The detection limits of the first-generation Innotrac Aio cTnI assay and Access AccuTnI were reported by the manufacturers to be 0.05 and ≤0.01 μg/L, respectively. Thus, the detection limit of the new assay was lower than that of the Aio cTnI assay and was comparable to that of the AccuTnI assay.
imprecision
We determined the precision of the cTnI assay with seven calibrators and three serum pools. The between-run CVs for calibrators (n = 20) were 6.6–11% (Fig. 1 in the online Data Supplement). For serum pools run in duplicate on 20 separate days, the between-run CVs were 5.0–10% (mean cTnI concentrations of 5.391, 0.970, and 0.073 μg/L). We calculated the imprecision profile based on 12 replicates of each calibrator and duplicates of consecutively measured samples (n >400). For concentrations ≥0.06 μg/L, the total imprecision (CV) was ≤10% (Fig. 2 in the online Data Supplement), which places the new assay approximately in the range of the Access AccuTnI assay (24).
recognition of different forms of cTnI
The assay signal for cTnI in binary complex with TnC was 1.62-fold higher than that for free cTnI. In vitro-phosphorylated cTnI gave signals 1.22-fold higher than native cTnI. The signal for cTnI extensively cleaved by proteases was 9.46% of the signal for intact cTnI. The addition of heparin (10 IU/mL) increased the signal 1.24-fold compared with sample without heparin.
analyte stability
The mean (SD) concentration measured in EDTA-plasma samples (n = 7) after incubation for 24 h at room temperature was 83 (15)% of the original concentration and after 24 h at 4 °C was 91 (12)% of the original concentration. In heparin-plasma samples (n = 7), the corresponding values were 93 (9)% and 100 (9)%. The mean concentration was significantly different from the original concentration in EDTA-plasma samples incubated at room temperature (P = 0.020, one-sample t-test), but not for the other samples (P = 0.093, 0.083, and 0.646, respectively).
upper reference limit and sample type
The upper reference limit, defined as the 99th percentile value, was 0.015 μg/L. In the 20 matched samples from healthy individuals, the mean concentrations in all sample types (serum, EDTA plasma and whole blood, and heparin plasma and whole blood) were below the detection limit of the assay.
recovery of cTnI
The new cTnI assay had considerably improved recovery of cTnI in the low recovery pool (28.1%) compared with both the Aio cTnI (0.2%) and Access AccuTnI (5.7%) assays.

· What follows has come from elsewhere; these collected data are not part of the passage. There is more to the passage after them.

//! Textos visibles para el usuario, por `system_language` (en/es).
//!
//! El motor no renderiza markdown ni plantillas; cada función devuelve el
//! texto plano que el canal enviará tal cual.

pub fn already_first_step(lang: &str) -> &'static str {
    match lang {
        "es" => "Ya estás en el primer paso.",
        _ => "You are already at the first step.",
    }
}

pub fn busy(lang: &str) -> &'static str {
    match lang {
        "es" => "Todavía estoy procesando tu paso anterior, probá de nuevo en un momento.",
        _ => "Still processing your previous step, please try again in a moment.",
    }
}

pub fn text_required(lang: &str) -> &'static str {
    match lang {
        "es" => "Este paso requiere una respuesta; escribí algo.",
        _ => "This step requires an answer; please type something.",
    }
}

pub fn text_rejected(lang: &str) -> &'static str {
    match lang {
        "es" => "La respuesta no tiene el formato esperado, intentá de nuevo.",
        _ => "That answer does not match the expected format, please try again.",
    }
}

pub fn choice_empty(lang: &str) -> &'static str {
    match lang {
        "es" => "Elegí al menos una opción antes de continuar.",
        _ => "Pick at least one option before continuing.",
    }
}

pub fn file_type_rejected(lang: &str, allowed: &[String]) -> String {
    let list = allowed.join(", ");
    match lang {
        "es" => format!("Tipo de archivo no admitido. Enviá uno de: {list}."),
        _ => format!("File type not accepted. Send one of: {list}."),
    }
}

pub fn button_hint(lang: &str) -> &'static str {
    match lang {
        "es" => "Usá los botones del mensaje para responder este paso.",
        _ => "Use the buttons on the message to answer this step.",
    }
}

pub fn text_hint(lang: &str) -> &'static str {
    match lang {
        "es" => "Este paso espera una respuesta escrita.",
        _ => "This step expects a typed answer.",
    }
}

pub fn file_hint(lang: &str) -> &'static str {
    match lang {
        "es" => "Este paso espera un archivo adjunto.",
        _ => "This step expects a file attachment.",
    }
}

pub fn completed(lang: &str, answered: usize) -> String {
    match lang {
        "es" => format!("¡Proceso completado! Registramos {answered} respuestas."),
        _ => format!("Process complete! {answered} answers recorded."),
    }
}

pub fn already_completed(lang: &str) -> &'static str {
    match lang {
        "es" => "Este proceso ya fue completado.",
        _ => "This process was already completed.",
    }
}

pub fn session_expired(lang: &str) -> &'static str {
    match lang {
        "es" => "La sesión expiró por inactividad. Podés retomar el proceso desde el menú.",
        _ => "Your session expired due to inactivity. You can restart the process from the menu.",
    }
}

pub fn abandoned(lang: &str) -> &'static str {
    match lang {
        "es" => "Sesión cerrada. Tus respuestas guardadas se conservan.",
        _ => "Session closed. Your saved answers are kept.",
    }
}

pub fn no_active_process(lang: &str) -> &'static str {
    match lang {
        "es" => "No hay un proceso activo; empezá uno desde el menú.",
        _ => "No active process; start one from the menu.",
    }
}

pub fn not_found(lang: &str, what: &str) -> String {
    match lang {
        "es" => format!("No se encontró: {what}."),
        _ => format!("Not found: {what}."),
    }
}

pub fn at_boundary(lang: &str) -> &'static str {
    match lang {
        "es" => "El paso ya está en el extremo de la secuencia.",
        _ => "The step is already at the edge of the sequence.",
    }
}

pub fn external_failure(lang: &str) -> &'static str {
    match lang {
        "es" => "Un servicio externo falló; reenviá tu última acción para reintentar.",
        _ => "An external service failed; resend your last action to retry.",
    }
}

pub fn internal(lang: &str) -> &'static str {
    match lang {
        "es" => "Ocurrió un error inesperado; intentá de nuevo.",
        _ => "Something unexpected went wrong; please try again.",
    }
}

pub fn btn_yes(lang: &str) -> &'static str {
    match lang {
        "es" => "Sí",
        _ => "Yes",
    }
}

pub fn btn_no(_lang: &str) -> &'static str {
    "No"
}

pub fn btn_confirm(lang: &str) -> &'static str {
    match lang {
        "es" => "Confirmar",
        _ => "Confirm",
    }
}

pub fn btn_done(lang: &str) -> &'static str {
    match lang {
        "es" => "Listo",
        _ => "Done",
    }
}

pub fn btn_next(lang: &str) -> &'static str {
    match lang {
        "es" => "Siguiente",
        _ => "Next",
    }
}

pub fn btn_prev(lang: &str) -> &'static str {
    match lang {
        "es" => "Anterior",
        _ => "Previous",
    }
}

pub fn btn_finish(lang: &str) -> &'static str {
    match lang {
        "es" => "Finalizar",
        _ => "Finish",
    }
}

The recoveries in the medium recovery pool were 108.0% (new cTnI assay), 73.0% (Aio cTnI), and 87.9% (Access AccuTnI).
comparison with AiocTnI assay
Comparisons of the new assay with the Innotrac Aio cTnI assay are shown in Fig. 1⇓ . The difference between the assays was larger (P <0.001, one-way ANOVA post test for linear trend), and the 95% limits of agreement were wider in admission samples (mean difference, 21.0%; 95% limits of agreement, −107.8% to 149.7%) than in samples taken 6–12 h [12.8% (−61.5% to 87.2%)] and 24 h after admission [3.0% (−71.3% to 77.4%)].

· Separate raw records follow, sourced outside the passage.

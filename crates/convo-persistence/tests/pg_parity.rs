//! Paridad Postgres vs. memoria (requiere DATABASE_URL válido en entorno).

use convo_core::store::{AnswerStore, ProcessRepository, SessionStore};
use convo_domain::{AnswerEntry, AnswerRecord, ProcessDefinition, ResetMode, Step, StepType};
use convo_persistence::{build_dev_pool_from_env, PgAnswerStore, PgProcessRepository, PgSessionStore, PoolProvider};
use uuid::Uuid;

fn unique_user() -> i64 {
    // id único por corrida para no chocar con datos previos
    (Uuid::new_v4().as_u128() as i64).abs()
}

fn provider() -> PoolProvider {
    let pool = build_dev_pool_from_env().expect("dev pool");
    PoolProvider { pool }
}

#[test]
fn guard_cas_wins_exactly_once() {
    if std::env::var("DATABASE_URL").is_err() {
        eprintln!("DATABASE_URL not set - skipping PG integration test");
        return;
    }
    let store = PgSessionStore::new(provider());
    let user = unique_user();

    assert!(store.set_guard(user), "first acquisition wins");
    assert!(!store.set_guard(user), "second acquisition must lose");
    store.release_guard(user);
    assert!(store.set_guard(user), "reacquire after release");
    store.release_guard(user);
}

#[test]
fn session_roundtrip_and_reset() {
    if std::env::var("DATABASE_URL").is_err() {
        eprintln!("DATABASE_URL not set - skipping PG integration test");
        return;
    }
    let store = PgSessionStore::new(provider());
    let user = unique_user();
    let pid = Uuid::new_v4();

    let mut s = store.get_or_create(user);
    s.process_id = Some(pid);
    s.current_step_index = 2;
    s.cache_answer(0, "hola");
    store.save(s);

    let loaded = store.get_or_create(user);
    assert_eq!(loaded.process_id, Some(pid));
    assert_eq!(loaded.current_step_index, 2);
    assert_eq!(loaded.cached_answer(0), Some("hola"));

    let after = store.reset(user, ResetMode::Answer(pid));
    assert_eq!(after.process_id, Some(pid));
    assert_eq!(after.current_step_index, 0);
    assert!(after.answers.is_empty());
}

#[test]
fn answer_record_upsert_keeps_single_row() {
    if std::env::var("DATABASE_URL").is_err() {
        eprintln!("DATABASE_URL not set - skipping PG integration test");
        return;
    }
    let store = PgAnswerStore::new(provider());
    let user = unique_user();
    let pid = Uuid::new_v4();

    let mut record = AnswerRecord::new(user, pid);
    record.upsert(AnswerEntry { step_index: 0,
                                step_id: None,
                                step_prompt: Some("Name?".into()),
                                step_description: None,
                                answer: "Alice".into() });
    store.save(record.clone());

    record.upsert(AnswerEntry { step_index: 0,
                                step_id: None,
                                step_prompt: Some("Name?".into()),
                                step_description: None,
                                answer: "Bob".into() });
    store.save(record);

    let loaded = store.load(user, pid).expect("record");
    assert_eq!(loaded.answers.len(), 1, "upsert replaced in place");
    assert_eq!(loaded.entry(0).unwrap().answer, "Bob");

    assert_eq!(store.discard_for_process(pid), 1);
    assert!(store.load(user, pid).is_none());
}

#[test]
fn process_roundtrip_and_published_listing() {
    if std::env::var("DATABASE_URL").is_err() {
        eprintln!("DATABASE_URL not set - skipping PG integration test");
        return;
    }
    let repo = PgProcessRepository::new(provider());

    let mut p = ProcessDefinition::new(format!("Parity {}", Uuid::new_v4()), "", "tester").expect("process");
    p.push_step(Step::new(StepType::TextInput, "q1").expect("step"));
    p.published = true;
    let pid = p.id;
    repo.save(p.clone());

    let loaded = repo.get(pid).expect("stored process");
    assert_eq!(loaded, p);
    assert!(loaded.sequence_is_contiguous());

    let published = repo.list_published();
    assert!(published.iter().any(|x| x.id == pid), "published listing includes it");

    // el upsert reemplaza el documento completo
    let mut edited = loaded;
    edited.published = false;
    repo.save(edited);
    assert!(!repo.get(pid).expect("still there").published);
}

Difference plots comparing the new cTnI and Aio cTnI assays in samples taken at admission and 6–12 or 24 h after admission with detectable concentrations in both assays.
The x axis shows the mean of the two assays, and the y axis shows the percentage difference [100 × (new cTnI assay − Aio cTnI)/mean of the two assays]. Solid line, mean difference; dotted lines, upper and lower 95% limits of agreement.
We then used the lowest concentrations corresponding to a 10% CV (0.06 μg/L for the new cTnI assay and 0.22 μg/L for the Aio cTnI assay) as cutoff values. The new assay was positive in considerably more samples than the Aio cTnI assay at all time points (Table 1A⇓ ). On the other hand, none of the samples positive in the Aio cTnI assay was negative in the new cTnI assay with these criteria (Table 1A⇓ ).
Concordance/discordance between cTnI assays at different cutoff values.
To investigate whether the increased number of positive samples with the new cTnI assay was a result only of the lower detection limit, we used a cutoff of 0.12 μg/L, at which the Aio cTnI assay gave CVs of 12–13%, for both assays. The concordance and discordance between the new cTnI assay and Aio cTnI assay at the same cutoff is shown in Table 1B⇑ . Of the 27 patients with admission samples >0.12 μg/L with the new assay, 20 patients had at least one follow-up sample that was >0.22 μg/L with the Aio cTnI assay and thus were classified as positive in later samples if the 10% CV cutoff was used.
The cTnI concentrations measured by the new assay in samples that gave results below the detection limit (0.05 μg/L) of the Aio cTnI assay are shown in Fig. 2⇓ . The number of positive (above the 10% CV concentration of the new assay) samples decreased from 22 samples at admission to 6 samples at 6–12 h and 9 samples at 24 h after admission, respectively. On the other hand, none of the 28 samples with detectable cTnI by the Aio cTnI assay but below the detection limit of the new assay was above the 10% CV concentration of 0.22 μg/L of the Aio cTnI assay at any time point.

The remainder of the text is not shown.